Green economics: turning mainstream thinking on its head
February 21st, 2008 by Jim JustThomas Prugh writes at WorldWatch Institute the fundamental ideas of mainstream economics – including reliance on GDP as the key index of general well-being – have outlived their time and usefulness. But these ideas still dominate assumptions and thinking about economic matters in academia, the media, governments, businesses, and popular consciousness.
In recent decades, economic thinkers have suggested ways to make economics truer, greener, and more sustainable. A “green” economics would consider:
- Scale. How big is the global economy relative to the global ecosystem? This is crucial, because the economy resides totally inside the global ecosystem. Economic activity is basically converting bits and pieces of the ecosystem to human uses: trees and forests into lumber and houses, grasslands and other habitats into farms to feed the billions of humans, and so on. Our focus on economic growth has resulted in exceeding ecosystem limits. Symptoms include climate change, species extinctions, dwindling rainforests, water shortages, etc.
- Stress development over growth – that is, make the economy better at satisfying human needs, not simply bigger. The global economy simply cannot keep growing forever. And, beyond a certain and fairly modest point, there’s no correlation between material wealth and happiness. There is a correlation between happiness and things like social relationships, family life, and a sense of community.

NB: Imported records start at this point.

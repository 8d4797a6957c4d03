//! Plan catalog domain.

mod errors;
mod plan;

pub use errors::PlanError;
pub use plan::{InstallmentScheme, Plan};
//! Port for user persistence.

use async_trait::async_trait;

use crate::domain::foundation::{DomainError, UserId};
use crate::domain::user::User;

/// User account storage.
#[async_trait]
pub trait UserRepository: Send + Sync {
    /// Inserts a new account.
    ///
    /// A taken email surfaces as `ErrorCode::ValidationFailed` with the
    /// email in the details, backed by the unique index.
    async fn insert(&self, user: &User) -> Result<(), DomainError>;

    async fn find_by_id(&self, id: UserId) -> Result<Option<User>, DomainError>;

    async fn find_by_email(&self, email: &str) -> Result<Option<User>, DomainError>;

    async fn find_by_phone(&self, phone: &str) -> Result<Option<User>, DomainError>;

    /// Persists name and preference changes.
    async fn update(&self, user: &User) -> Result<(), DomainError>;
}
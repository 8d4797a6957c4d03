//! PostgreSQL adapters implementing the repository ports.

mod booking_repository;
mod payment_repository;
mod plan_repository;
mod session_repository;
mod subscription_repository;
mod user_repository;

pub use booking_repository::PostgresBookingRepository;
pub use payment_repository::PostgresPaymentRepository;
pub use plan_repository::PostgresPlanRepository;
pub use session_repository::PostgresSessionRepository;
pub use subscription_repository::PostgresSubscriptionRepository;
pub use user_repository::PostgresUserRepository;
//! Domain layer: entities, value objects and business rules.
//!
//! Pure logic with no I/O. Persistence and transport live in the adapters;
//! the application layer orchestrates between the two through ports.

pub mod booking;
pub mod foundation;
pub mod payment;
pub mod plan;
pub mod session;
pub mod subscription;
pub mod user;
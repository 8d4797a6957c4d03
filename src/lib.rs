//! Speakwise backend - English-tutoring platform services.
//!
//! Provides authentication, learning preferences, plan purchases (one-shot
//! and two-part installment), recurring subscriptions, and demo-class
//! scheduling over a PostgreSQL store and an external payment gateway.

pub mod adapters;
pub mod application;
pub mod config;
pub mod domain;
pub mod ports;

- Make prices tell the ecological truth. The reform would be actually applying this rule to the ecosystem through measures such as carbon taxes. Other ecosystem services we’re not accounting or paying for include such things as the pollination performed by honeybees, air and water purification, soil generation, pest control, seed dispersal, and nutrient recycling. Not properly accounting for these services results in destruction of ecosystems and the undermining of these services.
- The precautionary principle. This is just the age-old wisdom of “first, do no harm” and “look before you leap.” It’s just good risk management.
- Commons management. People generally believe that there are only two workable regimes for managing resources: private property or government control. But commons management regimes are a third way, one that taps the strong human impulse toward cooperation and the common good. Commons management has proven itself over centuries of experience.
- Value women. All over the world, women earn less than men for equivalent work, they lack access to land and credit, and they do more than their share of child- and elder care, volunteer work, and other unpaid labor. This gender bias actually suppresses economic activity.